How can I get us further and further along down this road where freedom isn't just a vision into the future, but it is what we get to have access to right now, despite whatever conditions are being thrown at us? That is my daily call to this practice of healing and justice. And it is both the practice of it and the major impact and outcome of it, which is to create space where people can experience freedom right now.

Omisade:

Right. We talk so much about getting to liberation or what will happen when we get to liberation. You can actually engage in liberatory practices right now, inside your own body. But people just need a way to do that and they need support.

Emanuel:

And we can actually collectively get there. Whether that's through this practice space or whether that's through really being in creative space or collaborative space with each other.


Melanie: So if someone is just coming to understand healing justice or holistic security and what it is, what are some practices or technologies that might seem familiar.

Omisade

I think about the work that people have done around organizational culture-- models of healthy organizational cultures or capacity building. But you are at the end of the day talking about the currency of relationships. What you're really trying to get people to do is figure out how to be healthy and be in a healthy relationships with each other to that end to achieve liberation and equity.

Emanuel:

One of the things that came to mind was people's deep commitment to hospitality. [When] people walked into spaces and organizations and offices, there was always a receptionist, right? Somebody to receive you at the door. "Hi, how are you? Can I offer you a glass of water? We got these little peanut snacks." For most social justice organizations that I've worked with, I've been able to use those very basic things that they do to show people that they are in a safe place to say, "Okay, how do we take it up a notch? How do we translate [that welcoming space] to our onboarding staff procedures? How does that translate to what you want to do bigger, what you want to do for your staff, or what you want to do in connection with other organizations in your community?" To be able to take those very basic elements of hospitality and care, and just keep applying them in different situations and scenarios has been very helpful.

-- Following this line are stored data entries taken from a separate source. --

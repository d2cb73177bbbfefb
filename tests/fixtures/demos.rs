// テスト用デモファイルの生成

use overtime_report::demo::synth::DemoBuilder;
use std::fs;
use std::path::{Path, PathBuf};

pub const TERRORISTS: i32 = 2;
pub const COUNTER_TERRORISTS: i32 = 3;

/// 規定30ラウンド + 延長1回目 (CT, T, CT, CT, T, CT) + 延長2回目 (T)
pub fn overtime_match(map_name: &str) -> DemoBuilder {
    DemoBuilder::new(map_name)
        .match_start()
        .rounds(std::iter::repeat(TERRORISTS).take(30))
        .rounds([
            COUNTER_TERRORISTS,
            TERRORISTS,
            COUNTER_TERRORISTS,
            COUNTER_TERRORISTS,
            TERRORISTS,
            COUNTER_TERRORISTS,
        ])
        .rounds([TERRORISTS])
        .win_panel_match()
}

/// CS2 (MR12): 規定24ラウンド + 延長1回目 (CT, T, CT, CT, T, CT) + 延長2回目 (T)
pub fn cs2_overtime_match(map_name: &str) -> DemoBuilder {
    DemoBuilder::source2(map_name)
        .match_start()
        .rounds(std::iter::repeat(TERRORISTS).take(24))
        .rounds([
            COUNTER_TERRORISTS,
            TERRORISTS,
            COUNTER_TERRORISTS,
            COUNTER_TERRORISTS,
            TERRORISTS,
            COUNTER_TERRORISTS,
        ])
        .rounds([TERRORISTS])
        .win_panel_match()
}

/// 延長戦なしで決着した試合
pub fn regulation_match(map_name: &str) -> DemoBuilder {
    DemoBuilder::new(map_name)
        .match_start()
        .rounds(std::iter::repeat(COUNTER_TERRORISTS).take(16))
        .win_panel_match()
}

pub fn write_demo(dir: &Path, name: &str, builder: &DemoBuilder) -> PathBuf {
    let path = dir.join(name);
    if let Some(parent) = path.parent() {
        fs::create_dir_all(parent).unwrap();
    }
    builder.write_to(&path).unwrap();
    path
}

pub fn write_bytes(dir: &Path, name: &str, bytes: &[u8]) -> PathBuf {
    let path = dir.join(name);
    if let Some(parent) = path.parent() {
        fs::create_dir_all(parent).unwrap();
    }
    fs::write(&path, bytes).unwrap();
    path
}

/// レポートを行単位で読む
pub fn read_report(path: &Path) -> Vec<String> {
    fs::read_to_string(path)
        .unwrap()
        .lines()
        .map(str::to_string)
        .collect()
}

/// 日付列を除いた "Map,Overtime,Winner" 部分
pub fn report_rows(path: &Path) -> Vec<String> {
    read_report(path)
        .into_iter()
        .skip(1)
        .map(|line| line.splitn(2, ',').nth(1).unwrap_or_default().to_string())
        .collect()
}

Melanie: what do you wish funders understood about Healing Justice, about what it is and what it isn't?

Omisade

This is a model that should be given leeway and space for people to adapt it and figure out how they're going to integrate it into their work. But you can't invisibilize its origin story. [The framework for] Healing Justice was intentionally co-created by Black, Southern, queer folk. So with the adoption of it, the adaption of it, the integration of it, you have to hold the core of the origin story with reverence, respect and with transparency. Also, Healing Justice is a practice and a commitment. It is not a one-off. So if you think it's a one-off and you can dabble in it, then you don't understand what it is.

Emanuel:

It is something that philanthropists themselves need to be engaged in in a deep collective way with each other, where they too are practicing the intimacy of what it means to give money and speaking how vulnerable of a process that is for them.

I would say that healing justice is very much in alignment with a reparatory framework. This is what should have been the whole time that this sector began, right? We should have always been offering people more than just money to respond to the systemic oppression people are experiencing. We should have always been doing this.